**WHAT THE TASK ASKS:** From the records that follow, copy every line that contains the word "replacing".

**STUDY MATERIAL:**
—————
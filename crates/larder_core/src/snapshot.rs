//! The decoded account graph.

use crate::entity::{CalendarEvent, CalendarLabel, Item, List, Recipe, RecipeCollection};
use larder_protocol::wire::{UserDataResponse, WireStarterList};
use std::collections::HashMap;
use std::sync::Arc;
use tracing::warn;

/// Every collection of an account as of one fetch.
///
/// A snapshot is rebuilt wholesale from each user data response. Between
/// fetches, changes the server accepted are applied through the `apply_*`
/// and `upsert_*` methods so lookups stay coherent.
#[derive(Debug, Clone, Default, PartialEq)]
pub struct Snapshot {
    user_id: Option<String>,
    lists: Vec<List>,
    recent_items: HashMap<String, Vec<Item>>,
    favorite_items: HashMap<String, Vec<Item>>,
    recipe_data_id: Option<String>,
    recipes: Vec<Arc<Recipe>>,
    recipe_collections: Vec<RecipeCollection>,
    calendar_id: Option<String>,
    calendar_events: Vec<CalendarEvent>,
    calendar_labels: Vec<CalendarLabel>,
}

fn starter_items(lists: &[WireStarterList]) -> HashMap<String, Vec<Item>> {
    lists
        .iter()
        .map(|starter| {
            let items = starter.items.iter().map(Item::from_wire).collect();
            (starter.list_id.clone(), items)
        })
        .collect()
}

impl Snapshot {
    /// Builds a snapshot from a decoded user data response.
    ///
    /// Cross references (event to recipe, event to label) are resolved after
    /// every sub-tree is decoded. Events whose date cannot be parsed are
    /// skipped.
    pub fn from_wire(data: &UserDataResponse) -> Self {
        let lists = data
            .shopping_lists_response
            .new_lists
            .iter()
            .map(List::from_wire)
            .collect();

        let recipe_data = &data.recipe_data_response;
        let recipes = recipe_data
            .recipes
            .iter()
            .map(|r| Arc::new(Recipe::from_wire(r)))
            .collect();
        let recipe_collections = recipe_data
            .recipe_collections
            .iter()
            .map(RecipeCollection::from_wire)
            .collect();

        let calendar = &data.meal_planning_calendar_response;
        let calendar_labels = calendar
            .labels
            .iter()
            .map(CalendarLabel::from_wire)
            .collect();
        let calendar_events = calendar
            .events
            .iter()
            .filter_map(|wire| match CalendarEvent::from_wire(wire) {
                Ok(event) => Some(event),
                Err(e) => {
                    warn!(event_id = %wire.identifier, error = %e, "skipping calendar event");
                    None
                }
            })
            .collect();

        let mut snapshot = Self {
            user_id: data.user_id.clone(),
            lists,
            recent_items: starter_items(&data.starter_lists_response.recent_item_lists),
            favorite_items: starter_items(&data.starter_lists_response.favorite_item_lists),
            recipe_data_id: recipe_data.recipe_data_id.clone(),
            recipes,
            recipe_collections,
            calendar_id: calendar.calendar_id.clone(),
            calendar_events,
            calendar_labels,
        };
        snapshot.resolve_events();
        snapshot
    }

    fn resolve_events(&mut self) {
        let recipes: HashMap<&str, &Arc<Recipe>> = self
            .recipes
            .iter()
            .map(|r| (r.identifier().as_str(), r))
            .collect();
        let labels: HashMap<&str, &CalendarLabel> = self
            .calendar_labels
            .iter()
            .map(|l| (l.identifier().as_str(), l))
            .collect();

        for event in &mut self.calendar_events {
            event.resolve(
                |id| recipes.get(id).map(|r| Arc::clone(r)),
                |id| labels.get(id).map(|l| (*l).clone()),
            );
        }
    }

    /// Returns the account user id, when the server sent one.
    pub fn user_id(&self) -> Option<&str> {
        self.user_id.as_deref()
    }

    /// Returns every list.
    pub fn lists(&self) -> &[List] {
        &self.lists
    }

    /// Finds a list by id.
    pub fn list_by_id(&self, list_id: &str) -> Option<&List> {
        self.lists.iter().find(|l| l.identifier() == list_id)
    }

    /// Finds the first list with the given name.
    pub fn list_by_name(&self, name: &str) -> Option<&List> {
        self.lists.iter().find(|l| l.name() == name)
    }

    /// Finds a list by id for applying accepted changes.
    pub fn list_mut(&mut self, list_id: &str) -> Option<&mut List> {
        self.lists.iter_mut().find(|l| l.identifier() == list_id)
    }

    /// Returns the recently added items of a list.
    pub fn recent_items(&self, list_id: &str) -> &[Item] {
        self.recent_items.get(list_id).map(Vec::as_slice).unwrap_or(&[])
    }

    /// Returns the favorite items of a list.
    pub fn favorite_items(&self, list_id: &str) -> &[Item] {
        self.favorite_items.get(list_id).map(Vec::as_slice).unwrap_or(&[])
    }

    /// Returns the recipe data container id.
    pub fn recipe_data_id(&self) -> Option<&str> {
        self.recipe_data_id.as_deref()
    }

    /// Returns every recipe.
    pub fn recipes(&self) -> &[Arc<Recipe>] {
        &self.recipes
    }

    /// Finds a recipe by id.
    pub fn recipe_by_id(&self, recipe_id: &str) -> Option<&Arc<Recipe>> {
        self.recipes.iter().find(|r| r.identifier() == recipe_id)
    }

    /// Finds the first recipe with the given name.
    pub fn recipe_by_name(&self, name: &str) -> Option<&Arc<Recipe>> {
        self.recipes.iter().find(|r| r.name() == Some(name))
    }

    /// Returns every recipe collection.
    pub fn recipe_collections(&self) -> &[RecipeCollection] {
        &self.recipe_collections
    }

    /// Finds a recipe collection by id.
    pub fn recipe_collection_by_id(&self, collection_id: &str) -> Option<&RecipeCollection> {
        self.recipe_collections
            .iter()
            .find(|c| c.identifier() == collection_id)
    }

    /// Finds the first recipe collection with the given name.
    pub fn recipe_collection_by_name(&self, name: &str) -> Option<&RecipeCollection> {
        self.recipe_collections
            .iter()
            .find(|c| c.name() == Some(name))
    }

    /// Returns the meal-planning calendar id.
    pub fn calendar_id(&self) -> Option<&str> {
        self.calendar_id.as_deref()
    }

    /// Returns every calendar event.
    pub fn calendar_events(&self) -> &[CalendarEvent] {
        &self.calendar_events
    }

    /// Finds a calendar event by id.
    pub fn calendar_event_by_id(&self, event_id: &str) -> Option<&CalendarEvent> {
        self.calendar_events
            .iter()
            .find(|e| e.identifier() == event_id)
    }

    /// Returns every calendar label.
    pub fn calendar_labels(&self) -> &[CalendarLabel] {
        &self.calendar_labels
    }

    /// Finds a calendar label by id.
    pub fn calendar_label_by_id(&self, label_id: &str) -> Option<&CalendarLabel> {
        self.calendar_labels
            .iter()
            .find(|l| l.identifier() == label_id)
    }

    /// Stores an accepted recipe, replacing any copy with the same id.
    ///
    /// Events referencing the recipe are re-resolved.
    pub fn upsert_recipe(&mut self, recipe: Recipe) {
        let mut recipe = recipe;
        recipe.mark_clean();
        let recipe = Arc::new(recipe);
        match self
            .recipes
            .iter_mut()
            .find(|r| r.identifier() == recipe.identifier())
        {
            Some(slot) => *slot = recipe,
            None => self.recipes.push(recipe),
        }
        self.resolve_events();
    }

    /// Drops a deleted recipe. Returns true if it was present.
    pub fn remove_recipe(&mut self, recipe_id: &str) -> bool {
        let before = self.recipes.len();
        self.recipes.retain(|r| r.identifier() != recipe_id);
        let removed = self.recipes.len() != before;
        if removed {
            self.resolve_events();
        }
        removed
    }

    /// Stores an accepted recipe collection, replacing any copy with the same id.
    pub fn upsert_recipe_collection(&mut self, collection: RecipeCollection) {
        match self
            .recipe_collections
            .iter_mut()
            .find(|c| c.identifier() == collection.identifier())
        {
            Some(slot) => *slot = collection,
            None => self.recipe_collections.push(collection),
        }
    }

    /// Drops a deleted recipe collection. Returns true if it was present.
    pub fn remove_recipe_collection(&mut self, collection_id: &str) -> bool {
        let before = self.recipe_collections.len();
        self.recipe_collections
            .retain(|c| c.identifier() != collection_id);
        self.recipe_collections.len() != before
    }

    /// Stores an accepted calendar event, replacing any copy with the same id.
    pub fn upsert_calendar_event(&mut self, event: CalendarEvent) {
        let mut event = event;
        event.mark_clean();
        match self
            .calendar_events
            .iter_mut()
            .find(|e| e.identifier() == event.identifier())
        {
            Some(slot) => *slot = event,
            None => self.calendar_events.push(event),
        }
        self.resolve_events();
    }

    /// Drops a deleted calendar event. Returns true if it was present.
    pub fn remove_calendar_event(&mut self, event_id: &str) -> bool {
        let before = self.calendar_events.len();
        self.calendar_events.retain(|e| e.identifier() != event_id);
        self.calendar_events.len() != before
    }
}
—————
**SOLVED PROBLEM:**
    /// Stores an accepted recipe, replacing any copy with the same id.
    /// Stores an accepted recipe collection, replacing any copy with the same id.
    /// Stores an accepted calendar event, replacing any copy with the same id.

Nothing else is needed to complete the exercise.